Scout’s attitude towards Boo Radley matures as she becomes more empathetic. At the end of the book while standing on the porch after Scout dropped Boo Radley to his home, she thinks about Boo and says to herself, “Atticus was right…you never really know a man until you stand in his shoes and walk around in them”. Scout’s ability to understand what advice Atticus gave her, she was able to understand and see things in a mockingbird’s perspective and comprehend why it would have been hard for Boo. This metaphor shows Scout being empathetic towards Boo Radley and his difficult life. As Scout grows older, she starts to understand people better, effectively reminding readers that it is important to consider things from other people’s perspectives.

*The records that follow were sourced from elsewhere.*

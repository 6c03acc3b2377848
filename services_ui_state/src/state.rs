//! UI slice state

use serde::{Deserialize, Serialize};
use services_notification::NotificationRecord;
use std::fmt;
use std::rc::Rc;

use crate::config::UiConfig;
use crate::window::WindowHost;

/// Viewport widths above this many pixels are widescreen
pub const DEFAULT_WIDESCREEN_WIDTH: u32 = 759;

/// Returns true when `width` is past the widescreen breakpoint
pub fn check_widescreen(width: u32, threshold: u32) -> bool {
    width > threshold
}

/// Colour theme
#[derive(Debug, Clone, Copy, PartialEq, Eq, Hash, Default, Serialize, Deserialize)]
#[serde(rename_all = "lowercase")]
pub enum Theme {
    #[default]
    Light,
    Dark,
}

impl Theme {
    /// Picks the theme matching an OS colour-scheme preference
    pub fn from_preference(prefers_dark: bool) -> Self {
        if prefers_dark {
            Theme::Dark
        } else {
            Theme::Light
        }
    }

    /// Returns the opposite theme
    pub fn toggled(self) -> Self {
        match self {
            Theme::Light => Theme::Dark,
            Theme::Dark => Theme::Light,
        }
    }

    /// Lowercase name, as persisted
    pub fn as_str(&self) -> &'static str {
        match self {
            Theme::Light => "light",
            Theme::Dark => "dark",
        }
    }
}

impl fmt::Display for Theme {
    fn fmt(&self, f: &mut fmt::Formatter<'_>) -> fmt::Result {
        f.write_str(self.as_str())
    }
}

/// Viewport dimensions in CSS pixels
#[derive(Debug, Clone, Copy, PartialEq, Eq, Hash, Default, Serialize, Deserialize)]
pub struct WindowSize {
    pub width: u32,
    pub height: u32,
}

impl WindowSize {
    pub fn new(width: u32, height: u32) -> Self {
        Self { width, height }
    }
}

impl fmt::Display for WindowSize {
    fn fmt(&self, f: &mut fmt::Formatter<'_>) -> fmt::Result {
        write!(f, "{}x{}", self.width, self.height)
    }
}

/// Command palette variant
#[derive(Debug, Clone, PartialEq, Eq, Hash, Serialize, Deserialize)]
#[serde(transparent)]
pub struct PaletteType(String);

impl PaletteType {
    /// Creates a palette type from its identifier
    pub fn new(id: impl Into<String>) -> Self {
        Self(id.into())
    }

    /// Returns the identifier
    pub fn as_str(&self) -> &str {
        &self.0
    }

    /// Runs application operations
    pub fn operation() -> Self {
        Self::new("core-palette/operation")
    }

    /// Opens notes by name
    pub fn notes() -> Self {
        Self::new("core-palette/notes")
    }

    /// Switches workspaces
    pub fn workspace() -> Self {
        Self::new("core-palette/workspace")
    }

    /// Jumps to a heading in the open note
    pub fn heading() -> Self {
        Self::new("core-palette/heading")
    }
}

impl fmt::Display for PaletteType {
    fn fmt(&self, f: &mut fmt::Formatter<'_>) -> fmt::Result {
        f.write_str(&self.0)
    }
}

impl From<&str> for PaletteType {
    fn from(id: &str) -> Self {
        Self::new(id)
    }
}

/// The whole UI slice
///
/// States are shared as `Rc<UiState>` and never mutated in place; a reduction
/// builds a new value or hands back the old `Rc` untouched.
#[derive(Debug, Clone, PartialEq, Serialize)]
#[serde(rename_all = "camelCase")]
pub struct UiState {
    pub changelog_has_updates: bool,
    pub modal: Option<String>,
    pub modal_value: Option<serde_json::Value>,
    pub note_sidebar: bool,
    pub notifications: Rc<[NotificationRecord]>,
    pub palette_initial_query: Option<String>,
    pub palette_metadata: Option<serde_json::Value>,
    pub palette_type: Option<PaletteType>,
    pub sidebar: Option<String>,
    pub theme: Theme,
    pub widescreen: bool,
}

impl UiState {
    /// Builds the start-up state from the live window
    ///
    /// The theme follows the OS colour-scheme preference and `widescreen` is
    /// computed from the current viewport.
    pub fn initial(window: &dyn WindowHost, config: &UiConfig) -> Self {
        Self {
            theme: Theme::from_preference(window.prefers_dark_scheme()),
            widescreen: check_widescreen(window.viewport().width, config.widescreen_threshold),
            ..Self::default()
        }
    }

    /// Returns true if a notification with `uid` is present
    pub fn has_notification(&self, uid: &str) -> bool {
        self.notifications.iter().any(|n| n.uid == uid)
    }

    /// Returns true if a command palette is open
    pub fn palette_active(&self) -> bool {
        self.palette_type.is_some()
    }
}

impl Default for UiState {
    fn default() -> Self {
        Self {
            changelog_has_updates: false,
            modal: None,
            modal_value: None,
            note_sidebar: false,
            notifications: Rc::from(Vec::new()),
            palette_initial_query: None,
            palette_metadata: None,
            palette_type: None,
            sidebar: None,
            theme: Theme::Light,
            widescreen: false,
        }
    }
}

As seen from the essay, throughout her life difficulties in Maycomb county, Scout managed to change and mature as she grew older and slowly generated empathy. In the beginning of the novel, Scout is unempathetic particularly towards Boo Radley. Later in the novel, Scout starts to become more empathetic towards multiple characters, such as Boo Radley and Walter Cunningham. Overall, Harper Lee uses the juxtaposition of the character Scout to promote the invited reading that it is important to show empathy towards others, to walk in their shoes and consider things from their perspective. Scout’s transformation from unempathetic and rude into a nice and wise child reminds us that we all have room to grow.